:: Raw data ::

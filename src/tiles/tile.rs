//! Tile faces and physical tiles.
//!
//! A `Face` is what meld-shape rules look at: a color and a number. A `Tile`
//! is one physical unit of inventory: a stable `TileId` plus its printed face.
//! Two tiles can share a face and still be different tiles.

use serde::{Deserialize, Serialize};

use crate::core::entity::TileId;

/// Tile color.
///
/// Declaration order is the rack sort order. `Joker` is the sentinel color
/// printed on jokers.
#[derive(Clone, Copy, Debug, PartialEq, Eq, PartialOrd, Ord, Hash, Serialize, Deserialize)]
#[serde(rename_all = "lowercase")]
pub enum Color {
    Black,
    Blue,
    Orange,
    Red,
    Joker,
}

impl Color {
    /// The four suit colors of a standard set.
    pub const STANDARD: [Color; 4] = [Color::Red, Color::Blue, Color::Orange, Color::Black];
}

impl std::fmt::Display for Color {
    fn fmt(&self, f: &mut std::fmt::Formatter<'_>) -> std::fmt::Result {
        let name = match self {
            Color::Black => "black",
            Color::Blue => "blue",
            Color::Orange => "orange",
            Color::Red => "red",
            Color::Joker => "JOKER",
        };
        f.write_str(name)
    }
}

/// Color and number as seen by the shape rules.
#[derive(Clone, Copy, Debug, PartialEq, Eq, PartialOrd, Ord, Hash, Serialize, Deserialize)]
pub struct Face {
    pub color: Color,
    pub number: u8,
}

impl Face {
    #[must_use]
    pub const fn new(color: Color, number: u8) -> Self {
        Self { color, number }
    }
}

impl std::fmt::Display for Face {
    fn fmt(&self, f: &mut std::fmt::Formatter<'_>) -> std::fmt::Result {
        write!(f, "({}, {})", self.color, self.number)
    }
}

/// One physical tile.
///
/// Immutable once the catalog is built. Where the tile currently lives is
/// tracked by `LocationTable`, and what a placed joker stands for is tracked
/// by the board, so nothing here changes during play.
#[derive(Clone, Copy, Debug, PartialEq, Eq, Hash, Serialize, Deserialize)]
pub struct Tile {
    pub id: TileId,
    /// Printed face. For jokers this is `(JOKER, joker_value)`.
    pub face: Face,
    pub is_joker: bool,
}

impl Tile {
    /// A numbered tile.
    #[must_use]
    pub const fn numbered(id: TileId, color: Color, number: u8) -> Self {
        Self {
            id,
            face: Face::new(color, number),
            is_joker: false,
        }
    }

    /// A joker carrying its rack penalty value as its printed number.
    #[must_use]
    pub const fn joker(id: TileId, value: u8) -> Self {
        Self {
            id,
            face: Face::new(Color::Joker, value),
            is_joker: true,
        }
    }

    /// Points this tile costs while still on a rack.
    #[must_use]
    pub fn points(&self) -> u32 {
        u32::from(self.face.number)
    }
}

impl std::fmt::Display for Tile {
    fn fmt(&self, f: &mut std::fmt::Formatter<'_>) -> std::fmt::Result {
        if self.is_joker {
            f.write_str("(JOKER)")
        } else {
            write!(f, "{}", self.face)
        }
    }
}
//! Move applier: carry out one action against the game state.
//!
//! The applier trusts its caller. Actions come from the move generator, so a
//! missing meld or a tile that is not where the action says is a stale action
//! and is ignored with a warning rather than an error. Whether the resulting
//! board is legal is decided later by the validity checker.
//!
//! Every tile move goes through the location table as well as the container,
//! so the two never disagree.

use tracing::{debug, warn};

use crate::core::action::{Action, ActionRecord, End, Target};
use crate::core::entity::{MeldId, TileId};
use crate::core::player::PlayerId;
use crate::core::state::GameState;
use crate::zones::{Location, MeldKind};

/// Apply `action` for `player` and record it in the action history.
pub fn apply_action(state: &mut GameState, player: PlayerId, action: &Action) {
    let applied = match *action {
        Action::DrawTile => draw_tile(state, player).is_some(),
        Action::Split { meld, at } => split(state, meld, at),
        Action::AddFromRack { tile, target, end } => add_from_rack(state, player, tile, target, end),
        Action::AddFromBoard {
            tile,
            source,
            target,
            end,
        } => add_from_board(state, tile, source, target, end),
    };

    if !applied {
        return;
    }

    let sequence = state.next_sequence();
    let record = ActionRecord::new(player, *action, state.turn_number, sequence);
    debug!(player = %player, sequence, action = ?action, "applied action");
    state.record_action(record);
}

/// Move one random pouch tile to the player's rack.
///
/// Clears the player's first-move flag even when the pouch is empty.
pub fn draw_tile(state: &mut GameState, player: PlayerId) -> Option<TileId> {
    state.players[player].first_move = false;

    let Some(tile) = state.pouch.draw(&mut state.rng) else {
        warn!(player = %player, "pouch is empty, nothing drawn");
        return None;
    };

    state.players[player].rack.push(tile);
    state.locations.move_to(tile, Location::Rack(player));
    Some(tile)
}

fn split(state: &mut GameState, meld: MeldId, at: usize) -> bool {
    let len = state.board.get(meld).map_or(0, |m| m.len());
    if at == 0 || at >= len {
        warn!(%meld, at, len, "split point outside meld, ignored");
        return false;
    }

    let Some(removed) = state.board.remove_meld(meld) else {
        return false;
    };
    let (left, right) = removed.tiles.split_at(at);
    state.board.push_meld(MeldKind::Provisional, left.to_vec());
    state.board.push_meld(MeldKind::Provisional, right.to_vec());
    true
}

fn add_from_rack(
    state: &mut GameState,
    player: PlayerId,
    tile: TileId,
    target: Target,
    end: End,
) -> bool {
    if let Target::Meld(id) = target {
        if state.board.get(id).is_none() {
            warn!(meld = %id, "target meld not on board, ignored");
            return false;
        }
    }

    if !state.players[player].rack.remove(tile) {
        warn!(player = %player, %tile, "tile not in rack, ignored");
        return false;
    }
    state.players[player].first_move = false;
    state.locations.move_to(tile, Location::Board { committed: false });

    match target {
        Target::NewMeld => {
            state.board.push_meld(MeldKind::Provisional, vec![tile]);
        }
        Target::Meld(id) => {
            state.board.insert_tile(id, tile, end);
        }
    }
    true
}

fn add_from_board(
    state: &mut GameState,
    tile: TileId,
    source: MeldId,
    target: MeldId,
    end: End,
) -> bool {
    let lone = state.board.get(source).and_then(|m| m.single_tile());
    if lone != Some(tile) || source == target || state.board.get(target).is_none() {
        warn!(%tile, %source, %target, "board move no longer possible, ignored");
        return false;
    }

    state.board.remove_meld(source);
    state.board.insert_tile(target, tile, end)
}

:: Exercise goal ::
Lines of the listing above that contain the word "pouch" must all be copied.

:: Solution to this problem ::
/// Move one random pouch tile to the player's rack.
/// Clears the player's first-move flag even when the pouch is empty.
    let Some(tile) = state.pouch.draw(&mut state.rng) else {
        warn!(player = %player, "pouch is empty, nothing drawn");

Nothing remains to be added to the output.